Zaman menggeleng kepala. Dia mendekati Mahika lalu memasukkan dompet miliknya ke saku rok gadis itu.

Mahika seketika tertawa.

"Dari tadi kek kayak gitu. Kan nggak harus ada drama malu-malu. Langsung masukin gitu, nggak perlu nanya-nanya," ucapnya. Dan itu berhasil membuat Zaman menggeleng kepala lagi.

"Dah, nanti kalau kurang datang lagi. Nanti nggak usah malu-malu lagi. Tinggal bilang, Gus minta duit. Gitu aja. Oke?"

Mahika langsung mengangguk semangat.

"Eh mau ke mana?" tanya Zaman saat Mahika hendak pergi.

"Mau balik ke asrama. Kan tadi Gus yang bilang," jawab Mahika.

Zaman tiba-tiba berdehem. Kemudian mendekati Mahika.

"Kalau dikasi nafkah sama suami, balas cium kek. Masa suaminya nggak dapat apa-apa," bisik Zaman. Matanya sesekali menyelidik apakah Umi ada atau tidak.

Mahika cekikikan.

"Mau dicium?" bisik Mahika.

"Mau," balas Zaman tidak kalah berbisik pelan.

"Cium yang mana? Bibir atau leher?" tanya Mahika.

Dan itu membuat Zaman berdiri tegap menatap datar istri kecilnya. Mahika mendongak menatap Zaman. Keningnya mengernyit.

"Kenapa gitu mukanya? Kan tadi minta dicium?" Ucap Mahika.

"Pertanyaan kamu tidak cocok untuk umur kamu, Mahika. Saya waktu seumuran kamu tahunya cuma cium tangan. Kamu sudah ke leher ke bibir. Astagfirullah."

Alih-alih merasa malu. Mahika justru menyengir lugu.

"Jadi gimana? Mau dicium atau nggak? Kalau nggak mau biar Mahika pergi nih. Mau nggak?" Tanyanya lagi pada Zaman.

"Nggak usah. Kamu balik asrama saja. Shalat taubat dulu. Sering nonton yang tidak-tidak, kan?"

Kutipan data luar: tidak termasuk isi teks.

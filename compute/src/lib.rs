//! Numerical core of the spectral heat equation solver
//!
//! The temperature field's second derivative is computed in Fourier space
//! ([`spectral`]), scaled by the diffusivity to get its rate of change
//! ([`heat`]), and integrated over time by an ODE integrator ([`integrate`]).

pub mod heat;
pub mod integrate;
pub mod spectral;
pub mod wavenumber;

pub use self::{
    heat::{dudt, HeatEquation},
    integrate::{
        AnyIntegrator, DormandPrince, IntegrationError, IntegrationStats, Integrator,
        IntegratorArgs, OdeSystem, RungeKutta4, Tolerance,
    },
    spectral::{second_derivative, SpectralDerivative},
    wavenumber::kappa,
};

use data::{
    initiate, parameters::ConfigError, parameters::Parameters, Grid, Initial, SolutionMatrix,
    TimeSequence,
};
use log::info;
use ndarray::Array2;
use thiserror::Error;

/// Result of a heat equation run
#[derive(Clone, Debug, PartialEq)]
pub struct Solution {
    /// Spatial grid
    pub grid: Grid,

    /// Time instants at which the temperature was sampled
    pub times: TimeSequence,

    /// Temperature at each time instant (rows) and grid point (columns)
    pub temperature: SolutionMatrix,

    /// Work performed by the integrator
    pub stats: IntegrationStats,
}

/// Failure to run a simulation
#[derive(Clone, Debug, Error, PartialEq)]
pub enum Error {
    /// Invalid physical parameters
    #[error("invalid parameters: {0}")]
    Config(#[from] ConfigError),

    /// Time integration failed
    #[error("time integration failed: {0}")]
    Integration(#[from] IntegrationError),
}

/// Solve the heat equation described by `params` with `integrator`
pub fn solve(params: &Parameters, integrator: &impl Integrator) -> Result<Solution, Error> {
    solve_with_progress(params, integrator, |_| {})
}

/// Like `solve()`, but `on_row` is notified each time the temperature field
/// has been computed for one more time instant
pub fn solve_with_progress(
    params: &Parameters,
    integrator: &impl Integrator,
    on_row: impl FnMut(usize),
) -> Result<Solution, Error> {
    let Initial { grid, times, u0 } = initiate(params)?;
    let heat = HeatEquation::on_grid(params.diffusivity, &grid);
    let mut temperature = Array2::zeros((times.len(), grid.len()));
    let stats = integrator.integrate_into(
        &heat,
        u0.view(),
        times.instants(),
        temperature.view_mut(),
        on_row,
    )?;
    info!(
        "Solved heat equation on {} points over {} time instants",
        grid.len(),
        times.len()
    );
    Ok(Solution {
        grid,
        times,
        temperature,
        stats,
    })
}
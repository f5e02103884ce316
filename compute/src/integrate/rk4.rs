//! Classic 4th order Runge-Kutta integration with a fixed step size

use super::{
    begin, check_finite, max_norm, IntegrationError, IntegrationStats, Integrator, OdeSystem,
};
use data::{Field, Precision};
use log::debug;
use ndarray::{ArrayView1, ArrayViewMut2};
use std::num::NonZeroUsize;

/// Fixed-step RK4 integrator
///
/// Each interval between two requested time instants is cut into the same
/// number of equal steps. There is no error control, so the step size must
/// be picked small enough for the problem to remain stable. Blow-ups are
/// detected and reported as [`IntegrationError::Diverged`].
#[derive(Copy, Clone, Debug, PartialEq)]
pub struct RungeKutta4 {
    /// Number of steps per interval between requested time instants
    pub substeps: NonZeroUsize,

    /// Growth of the state's max-norm, with respect to the initial state,
    /// beyond which the integration is considered to have diverged
    pub divergence_factor: Precision,
}
//
impl Default for RungeKutta4 {
    fn default() -> Self {
        Self {
            substeps: NonZeroUsize::MIN,
            divergence_factor: 1e6,
        }
    }
}
//
impl RungeKutta4 {
    /// Check that the integrator configuration makes sense
    pub fn validate(&self) -> Result<(), IntegrationError> {
        if !(self.divergence_factor > 1.0) {
            return Err(IntegrationError::InvalidSetting {
                name: "divergence_factor",
                value: self.divergence_factor,
            });
        }
        Ok(())
    }

    /// Perform one step of size `h` from state `y` at time `t`
    fn step<S: OdeSystem + ?Sized>(
        system: &S,
        t: Precision,
        y: ArrayView1<Precision>,
        h: Precision,
    ) -> Field {
        let half = 0.5 * h;
        let k1 = system.derivative(t, y);
        let mut y2 = y.to_owned();
        y2.scaled_add(half, &k1);
        let k2 = system.derivative(t + half, y2.view());
        let mut y3 = y.to_owned();
        y3.scaled_add(half, &k2);
        let k3 = system.derivative(t + half, y3.view());
        let mut y4 = y.to_owned();
        y4.scaled_add(h, &k3);
        let k4 = system.derivative(t + h, y4.view());

        let mut result = y.to_owned();
        result.scaled_add(h / 6.0, &k1);
        result.scaled_add(h / 3.0, &k2);
        result.scaled_add(h / 3.0, &k3);
        result.scaled_add(h / 6.0, &k4);
        result
    }
}
//
impl Integrator for RungeKutta4 {
    fn integrate_into<S: OdeSystem + ?Sized>(
        &self,
        system: &S,
        u0: ArrayView1<Precision>,
        times: ArrayView1<Precision>,
        mut solution: ArrayViewMut2<Precision>,
        mut on_row: impl FnMut(usize),
    ) -> Result<IntegrationStats, IntegrationError> {
        self.validate()?;
        begin(u0, times, &mut solution, &mut on_row)?;
        let mut stats = IntegrationStats::default();
        let limit = self.divergence_factor * max_norm(u0).max(1.0);
        let substeps = self.substeps.get();

        let mut y = u0.to_owned();
        for (row, interval) in times.windows(2).into_iter().enumerate() {
            let (start, end) = (interval[0], interval[1]);
            let h = (end - start) / substeps as Precision;
            for substep in 0..substeps {
                let t = start + substep as Precision * h;
                y = Self::step(system, t, y.view(), h);
                stats.steps += 1;
                stats.evaluations += 4;

                let t_new = t + h;
                check_finite(y.view(), t_new)?;
                let magnitude = max_norm(y.view());
                if magnitude > limit {
                    return Err(IntegrationError::Diverged {
                        t: t_new,
                        magnitude,
                    });
                }
            }
            solution.row_mut(row + 1).assign(&y);
            on_row(row + 1);
        }

        debug!(
            "RK4 integration performed {} steps ({} RHS evaluations)",
            stats.steps, stats.evaluations
        );
        Ok(stats)
    }
}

Alih-alih menghindar. Mahika justru mengangguk.

"Dulu, waktu kelas satu Aliyah. Sekarang udah nggak. Udah taubat kok, Gus Sayang."

Zaman mendengus kecil menandakan dia tidak percaya pada ucapan manis anak ini.

"Jadi gimana ih kamu lama banget. Banyak drama. Mau dicium atau nggak. Kalau nggak mau Mahika pergi ni."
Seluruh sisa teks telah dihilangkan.